Combative elected officials with lousy matters thrill those journalists who see politics as a spectator sport. But the voting public condemns such incivility, and blames politicians for setting a poor example.
"Hot tempers and heated words have always been part of the U.S. political scene. In fact, Aaron Burr challenged Alexander Hamilton to a duel in the early days of the United States," says Larry Shannon-Missal, research manager for the Harris Poll, which has plumbed the sentiments of Americans on their lawmakers and officials who behave badly.

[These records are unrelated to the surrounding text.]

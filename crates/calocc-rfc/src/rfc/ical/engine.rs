use calocc_core::config::{DEFAULT_LOOKAHEAD_HOURS, DEFAULT_MAX_OCCURRENCES, EngineConfig};
use calocc_core::error::CoreError;
use chrono::{DateTime, TimeDelta, Utc};
use chrono_tz::Tz;

use super::core::Occurrence;
use super::expand::{
    ExpansionWindow, TimestampCorrector, TimezoneResolver, expand_occurrences, materialize,
};
use super::parse::{decode_components, normalize_feed};
use crate::error::{RfcError, RfcResult};

/// Resolves a feed into the occurrences around a reference instant.
///
/// Holds only immutable settings, so one engine can serve any number of
/// independent and concurrent calls.
#[derive(Debug, Clone, Copy)]
pub struct OccurrenceEngine {
    corrector: TimestampCorrector,
    lookahead: TimeDelta,
    max_occurrences: u16,
}

impl OccurrenceEngine {
    /// Engine for a host clock running in `local_zone`, with a one-day lookahead.
    #[must_use]
    pub fn new(local_zone: Tz) -> Self {
        Self {
            corrector: TimestampCorrector::new(local_zone),
            lookahead: TimeDelta::hours(i64::from(DEFAULT_LOOKAHEAD_HOURS)),
            max_occurrences: DEFAULT_MAX_OCCURRENCES,
        }
    }

    #[must_use]
    pub const fn with_lookahead(mut self, lookahead: TimeDelta) -> Self {
        self.lookahead = lookahead;
        self
    }

    #[must_use]
    pub const fn with_max_occurrences(mut self, max_occurrences: u16) -> Self {
        self.max_occurrences = max_occurrences;
        self
    }

    /// ## Summary
    /// Builds an engine from configuration.
    ///
    /// The configured local timezone is resolved like a feed TZID, so Windows
    /// names are accepted. Without one, the host zone is detected and UTC is
    /// used if detection fails.
    ///
    /// ## Errors
    /// Returns `RfcError::CoreError` if the configuration is invalid and
    /// `RfcError::UnknownTimezone` if the configured zone cannot be resolved.
    pub fn from_config(config: &EngineConfig) -> RfcResult<Self> {
        config.validate()?;

        let resolver = TimezoneResolver::new();
        let local_zone = match config.local_timezone.as_deref() {
            Some(name) => resolver
                .resolve_zone(name)
                .ok_or_else(|| RfcError::UnknownTimezone(name.to_string()))?,
            None => detect_local_zone(&resolver),
        };

        let lookahead = TimeDelta::try_hours(i64::from(config.lookahead_hours)).ok_or_else(|| {
            CoreError::ConfigError(format!(
                "engine.lookahead_hours out of range: {}",
                config.lookahead_hours
            ))
        })?;

        tracing::debug!(
            local_zone = %local_zone,
            lookahead_hours = config.lookahead_hours,
            max_occurrences = config.max_occurrences,
            "Configured occurrence engine"
        );

        Ok(Self::new(local_zone)
            .with_lookahead(lookahead)
            .with_max_occurrences(config.max_occurrences))
    }

    #[must_use]
    pub const fn local_zone(&self) -> Tz {
        self.corrector.local_zone()
    }

    #[must_use]
    pub const fn lookahead(&self) -> TimeDelta {
        self.lookahead
    }

    /// ## Summary
    /// Resolves every occurrence in `feed_text` from each event's first start
    /// up to `now` plus the lookahead.
    ///
    /// The result is unsorted. Events that cannot be decoded are skipped and
    /// events with an unusable rule count as single occurrences.
    ///
    /// ## Errors
    /// Returns `RfcError::ParseError` if the feed text cannot be decoded at all.
    #[tracing::instrument(skip_all, fields(now = %now, local_zone = %self.local_zone()))]
    pub fn resolve_occurrences(
        &self,
        feed_text: &str,
        now: DateTime<Utc>,
    ) -> RfcResult<Vec<Occurrence>> {
        let normalized = normalize_feed(feed_text);
        let components = decode_components(&normalized, &self.corrector)?;
        let window = ExpansionWindow::new(now, self.lookahead, self.max_occurrences);

        let occurrences: Vec<Occurrence> = components
            .iter()
            .flat_map(|component| expand_occurrences(component, &window, &self.corrector))
            .map(|candidate| materialize(&candidate, &self.corrector))
            .collect();

        tracing::debug!(
            components = components.len(),
            occurrences = occurrences.len(),
            "Resolved occurrences"
        );
        Ok(occurrences)
    }
}

fn detect_local_zone(resolver: &TimezoneResolver) -> Tz {
    match iana_time_zone::get_timezone() {
        Ok(name) => resolver.resolve_zone(&name).unwrap_or_else(|| {
            tracing::warn!(zone = %name, "Host timezone not recognised, using UTC");
            Tz::UTC
        }),
        Err(err) => {
            tracing::warn!(error = %err, "Could not detect host timezone, using UTC");
            Tz::UTC
        }
    }
}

"While politicians may not be dueling, findings indicate that roughly nine in 10 U.S. adults - 89 percent - believe that political discussions today are angry and bad tempered, and 69 percent believe that today's political climate is more angry and bad tempered than it was in the past," the pollster says.
But Americans also see collateral damage here. Another 89 percent agree that those rivalries prevent politicians from taking care of business and addressing the public interest. Ironically, both 91 percent of Republicans and 91 percent of Democrats agree with this. And whether they like it or not, politicians are also perceived as behavioral role models.
"To what extent do you think that how American politicians treat one another influences how American citizens treat one another?" the Harris Poll asked respondents. Seven out of 10 agreed with the statement. Three in 10 Americans say Republicans deserve the most blame for partisan bickering, 17 percent blame Democrats. But nearly half - 47 percent, up from 42 percent in October - say both parties are equally deserving of blame.
Meanwhile, two schools of thought seem to be emerging among GOP strategists as the midterms loom. Some insist that Republican voters are eager for fearless "fighter" candidates who get a clear message out, modeled by the likes of say, Sen. Ted Cruz of Texas or Rep. Darrell Issa of California. There's also a new call out for the old Ronald Reagan-style optimistic touch, and some straightforward talk besides.
"We can turn things around with the right ideas - the right positive agenda - to put forward for the American people in this election and in the next election so that we can have a governing majority when we win. And we will win. But we need to have a positive agenda," former Republican National Committee chairman and U.S. Senate hopeful Ed Gillespie told a recent Ripon Society forum.
"We have to talk in terms that resonate with people in everyday life and make those lives better," he advised, adding, "We can't talk shorthand all the time. Shorthand is great with our base, but it doesn't resonate with those voters in the middle."